While relieved that there was nothing wrong, I wasn't sure I was going to survive. Fast forward 18 months. Her check up was horrible- kicking and screaming (I'm pretty sure she bruised the ribs of the Dr.) he even nick-named her the "hurricane". Great.
Family events and gatherings were very stressful. Any time one of the kids started crying, the first thing anyone said was, "Where's H.?" It's not easy being the mother of the family bully.
I could go on, and on. But I won't. She was Hard with a capital "H". But, because of how difficult she was I learned early on that discipline was going to be the only thing that saved us. I learned to get on my knees and plead for divine help. I learned how to re-set her nurse-maid's elbow. (when she would have a fit and flail her arms, it would sometimes dislocate her elbow- fun stuff)
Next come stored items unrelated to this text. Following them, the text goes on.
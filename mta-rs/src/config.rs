use crate::error::Result;
use serde::{Deserialize, Serialize};
use std::path::Path;
use std::time::Duration;

#[derive(Debug, Clone, Default, Deserialize, Serialize)]
#[serde(default)]
pub struct Config {
    pub server: ServerConfig,
    pub smtp: SmtpConfig,
    pub relay: RelayConfig,
    pub dkim: DkimConfig,
    pub guard: GuardConfig,
    pub decoder: DecoderConfig,
    pub storage: StorageConfig,
    pub logging: LoggingConfig,
    pub accounts: Vec<AccountConfig>,
}

#[derive(Debug, Clone, Deserialize, Serialize)]
#[serde(default)]
pub struct ServerConfig {
    /// Mail domain this server is the final destination for
    pub domain: String,
    /// Name used in the greeting banner and in EHLO when relaying
    pub hostname: String,
}

#[derive(Debug, Clone, Deserialize, Serialize)]
#[serde(default)]
pub struct SmtpConfig {
    pub listen_addr: String,
    pub max_message_size: usize,
    pub max_recipients: usize,
    pub max_errors: usize,
    pub command_timeout_secs: u64,
    pub data_timeout_secs: u64,
    /// Peer IPs treated as pre-authenticated local callers
    pub trusted_origins: Vec<String>,
}

#[derive(Debug, Clone, Deserialize, Serialize)]
#[serde(default)]
pub struct RelayConfig {
    pub port: u16,
    pub connect_timeout_secs: u64,
    pub command_timeout_secs: u64,
    /// Budget shared by every MX attempt of a single delivery
    pub deadline_secs: u64,
}

#[derive(Debug, Clone, Default, Deserialize, Serialize)]
#[serde(default)]
pub struct DkimConfig {
    pub enabled: bool,
    pub domain: String,
    pub selector: String,
    pub private_key_path: Option<String>,
}

#[derive(Debug, Clone, Deserialize, Serialize)]
#[serde(default)]
pub struct GuardConfig {
    pub connections_per_hour: u32,
    pub messages_per_day: u32,
    pub sweep_interval_secs: u64,
    pub blocklist_path: Option<String>,
    pub spf_enabled: bool,
}

#[derive(Debug, Clone, Deserialize, Serialize)]
#[serde(default)]
pub struct DecoderConfig {
    /// Senders whose compressed attachments are unpacked (DMARC reporters)
    pub trusted_reporters: Vec<String>,
}

#[derive(Debug, Clone, Deserialize, Serialize)]
#[serde(default)]
pub struct StorageConfig {
    pub message_log_path: String,
    pub artifacts_path: String,
}

#[derive(Debug, Clone, Deserialize, Serialize)]
#[serde(default)]
pub struct LoggingConfig {
    pub level: String,
    pub format: String,
}

#[derive(Debug, Clone, Deserialize, Serialize)]
pub struct AccountConfig {
    pub username: String,
    #[serde(default = "default_can_receive")]
    pub can_receive: bool,
}

fn default_can_receive() -> bool {
    true
}

impl Config {
    pub fn from_file<P: AsRef<Path>>(path: P) -> Result<Self> {
        let content = std::fs::read_to_string(path)
            .map_err(|e| crate::error::MailError::Config(e.to_string()))?;

        toml::from_str(&content).map_err(|e| crate::error::MailError::Config(e.to_string()))
    }
}

impl Default for ServerConfig {
    fn default() -> Self {
        Self {
            domain: "localhost".to_string(),
            hostname: "mail.localhost".to_string(),
        }
    }
}

impl Default for SmtpConfig {
    fn default() -> Self {
        Self {
            listen_addr: "0.0.0.0:2525".to_string(),
            max_message_size: 10 * 1024 * 1024, // 10MB
            max_recipients: 100,
            max_errors: 10,
            command_timeout_secs: 300,
            data_timeout_secs: 600,
            trusted_origins: vec!["127.0.0.1".to_string(), "::1".to_string()],
        }
    }
}

impl SmtpConfig {
    pub fn command_timeout(&self) -> Duration {
        Duration::from_secs(self.command_timeout_secs)
    }

    pub fn data_timeout(&self) -> Duration {
        Duration::from_secs(self.data_timeout_secs)
    }
}

impl Default for RelayConfig {
    fn default() -> Self {
        Self {
            port: 25,
            connect_timeout_secs: 30,
            command_timeout_secs: 60,
            deadline_secs: 300,
        }
    }
}

impl Default for GuardConfig {
    fn default() -> Self {
        Self {
            connections_per_hour: 100,
            messages_per_day: 500,
            sweep_interval_secs: 300,
            blocklist_path: Some("data/blocklist.json".to_string()),
            spf_enabled: true,
        }
    }
}

impl Default for DecoderConfig {
    fn default() -> Self {
        Self {
            trusted_reporters: vec![
                "noreply-dmarc-support@google.com".to_string(),
                "dmarcreport@microsoft.com".to_string(),
                "dmarc_support@corp.mail.ru".to_string(),
            ],
        }
    }
}

impl Default for StorageConfig {
    fn default() -> Self {
        Self {
            message_log_path: "data/messages.json".to_string(),
            artifacts_path: "data/artifacts".to_string(),
        }
    }
}

impl Default for LoggingConfig {
    fn default() -> Self {
        Self {
            level: "info".to_string(),
            format: "pretty".to_string(),
        }
    }
}

#[cfg(test)]
mod tests {
    use super::*;

    #[test]
    fn test_partial_file_uses_defaults() {
        let config: Config = toml::from_str(
            r#"
            [server]
            domain = "example.org"

            [[accounts]]
            username = "bob"

            [[accounts]]
            username = "frozen"
            can_receive = false
            "#,
        )
        .unwrap();

        assert_eq!(config.server.domain, "example.org");
        assert_eq!(config.server.hostname, "mail.localhost");
        assert_eq!(config.smtp.max_recipients, 100);
        assert_eq!(config.accounts.len(), 2);
        assert!(config.accounts[0].can_receive);
        assert!(!config.accounts[1].can_receive);
    }

    #[test]
    fn test_default_trusts_loopback() {
        let config = Config::default();
        assert!(config.smtp.trusted_origins.contains(&"127.0.0.1".to_string()));
        assert!(!config.dkim.enabled);
    }
}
I learned how to get vaseline out of hair. (corn starch and shampoo, lots of corn starch, lots of shampoo) She taught me a lot! At times I wonder if we're going to survive (both of us), but then I get a glimpse of the person she's becoming and it gives me hope.
This was a homework assignment I found in her backpack, just before Christmas. The assignment was to write a persuasive letter to Santa asking him for a gift for someone else:
My parents are having a hard time. My brother has chicken poxs, we are running out of money, and don't have money for bills. All I'm asking for is a gift card. If you're wondering what kind, we don't care. I hope you have time to think about it. Hope my parents get excited on Christmas morning.
(yes my son had chicken pox, yes he had the immunization, yes it is hard to be poor, to tell your kids you're poor, and to tell the world you're poor, but I think this story is worth it.)
This journey of motherhood has been really hard for me. But I have come to know that parenting isn't just about discipline and teaching the children: parenting is an incubator for ME. It is MY chance to learn lessons that can be gained in no other way. It is my opportunity to follow Heavenly Father's footsteps and learn to be more like Him, as He allows me to privilege of caring for His children- as My children here on Earth. It is a gift and a blessing and one I wouldn't trade for anything- no matter how searing the pain is at times. And one last truth I have come to know, is that because My children are His children, He will not leave me alone to struggle on. He has a real and vested interest in them and me and He will help us all along the way. And that's something I know for sure.